Reproduce only the lines that run from the line with "pub type Epoch = u64;" to the last line of the material, both ends included, exactly as they appear.
-- MATERIALS PROVIDED follows --
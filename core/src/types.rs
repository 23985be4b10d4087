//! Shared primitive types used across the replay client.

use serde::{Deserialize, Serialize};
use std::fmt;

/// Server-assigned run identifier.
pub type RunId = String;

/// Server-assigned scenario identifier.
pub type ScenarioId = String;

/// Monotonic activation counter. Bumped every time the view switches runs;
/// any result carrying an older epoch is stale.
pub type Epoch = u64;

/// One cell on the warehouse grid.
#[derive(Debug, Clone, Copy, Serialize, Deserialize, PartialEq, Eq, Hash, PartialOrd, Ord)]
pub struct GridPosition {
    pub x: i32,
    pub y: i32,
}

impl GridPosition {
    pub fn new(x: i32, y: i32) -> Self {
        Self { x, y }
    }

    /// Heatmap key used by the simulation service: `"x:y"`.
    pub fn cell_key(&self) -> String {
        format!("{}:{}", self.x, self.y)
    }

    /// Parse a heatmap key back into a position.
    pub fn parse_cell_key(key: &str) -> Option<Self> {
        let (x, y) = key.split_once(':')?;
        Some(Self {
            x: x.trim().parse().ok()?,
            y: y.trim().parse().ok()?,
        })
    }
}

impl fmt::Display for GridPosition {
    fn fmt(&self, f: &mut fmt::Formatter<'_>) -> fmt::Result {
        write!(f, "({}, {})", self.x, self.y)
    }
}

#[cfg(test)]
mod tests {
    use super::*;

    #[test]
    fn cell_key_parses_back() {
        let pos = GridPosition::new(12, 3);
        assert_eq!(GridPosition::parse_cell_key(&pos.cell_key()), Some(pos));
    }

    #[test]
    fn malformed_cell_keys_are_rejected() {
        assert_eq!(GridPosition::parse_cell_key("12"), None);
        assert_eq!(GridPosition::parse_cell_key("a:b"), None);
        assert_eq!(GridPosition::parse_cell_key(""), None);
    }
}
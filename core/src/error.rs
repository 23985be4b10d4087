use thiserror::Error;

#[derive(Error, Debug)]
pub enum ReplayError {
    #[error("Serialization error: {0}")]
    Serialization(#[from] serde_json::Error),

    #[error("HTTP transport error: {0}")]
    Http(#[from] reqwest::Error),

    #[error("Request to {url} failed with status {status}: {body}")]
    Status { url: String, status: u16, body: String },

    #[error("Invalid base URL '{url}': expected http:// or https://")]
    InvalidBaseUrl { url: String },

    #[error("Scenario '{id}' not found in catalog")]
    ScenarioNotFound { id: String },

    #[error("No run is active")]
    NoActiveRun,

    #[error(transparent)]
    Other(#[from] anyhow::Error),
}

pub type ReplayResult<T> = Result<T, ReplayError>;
-- MATERIALS PROVIDED concluded --
▶ **WRITTEN ANSWER**:
pub type Epoch = u64;

/// One cell on the warehouse grid.
#[derive(Debug, Clone, Copy, Serialize, Deserialize, PartialEq, Eq, Hash, PartialOrd, Ord)]
pub struct GridPosition {
    pub x: i32,
    pub y: i32,
}

impl GridPosition {
    pub fn new(x: i32, y: i32) -> Self {
        Self { x, y }
    }

    /// Heatmap key used by the simulation service: `"x:y"`.
    pub fn cell_key(&self) -> String {
        format!("{}:{}", self.x, self.y)
    }

    /// Parse a heatmap key back into a position.
    pub fn parse_cell_key(key: &str) -> Option<Self> {
        let (x, y) = key.split_once(':')?;
        Some(Self {
            x: x.trim().parse().ok()?,
            y: y.trim().parse().ok()?,
        })
    }
}

impl fmt::Display for GridPosition {
    fn fmt(&self, f: &mut fmt::Formatter<'_>) -> fmt::Result {
        write!(f, "({}, {})", self.x, self.y)
    }
}

#[cfg(test)]
mod tests {
    use super::*;

    #[test]
    fn cell_key_parses_back() {
        let pos = GridPosition::new(12, 3);
        assert_eq!(GridPosition::parse_cell_key(&pos.cell_key()), Some(pos));
    }

    #[test]
    fn malformed_cell_keys_are_rejected() {
        assert_eq!(GridPosition::parse_cell_key("12"), None);
        assert_eq!(GridPosition::parse_cell_key("a:b"), None);
        assert_eq!(GridPosition::parse_cell_key(""), None);
    }
}
filename core/src/error.rs
repository 23985be4b10d4087
use thiserror::Error;

#[derive(Error, Debug)]
pub enum ReplayError {
    #[error("Serialization error: {0}")]
    Serialization(#[from] serde_json::Error),

    #[error("HTTP transport error: {0}")]
    Http(#[from] reqwest::Error),

    #[error("Request to {url} failed with status {status}: {body}")]
    Status { url: String, status: u16, body: String },

    #[error("Invalid base URL '{url}': expected http:// or https://")]
    InvalidBaseUrl { url: String },

    #[error("Scenario '{id}' not found in catalog")]
    ScenarioNotFound { id: String },

    #[error("No run is active")]
    NoActiveRun,

    #[error(transparent)]
    Other(#[from] anyhow::Error),
}

pub type ReplayResult<T> = Result<T, ReplayError>;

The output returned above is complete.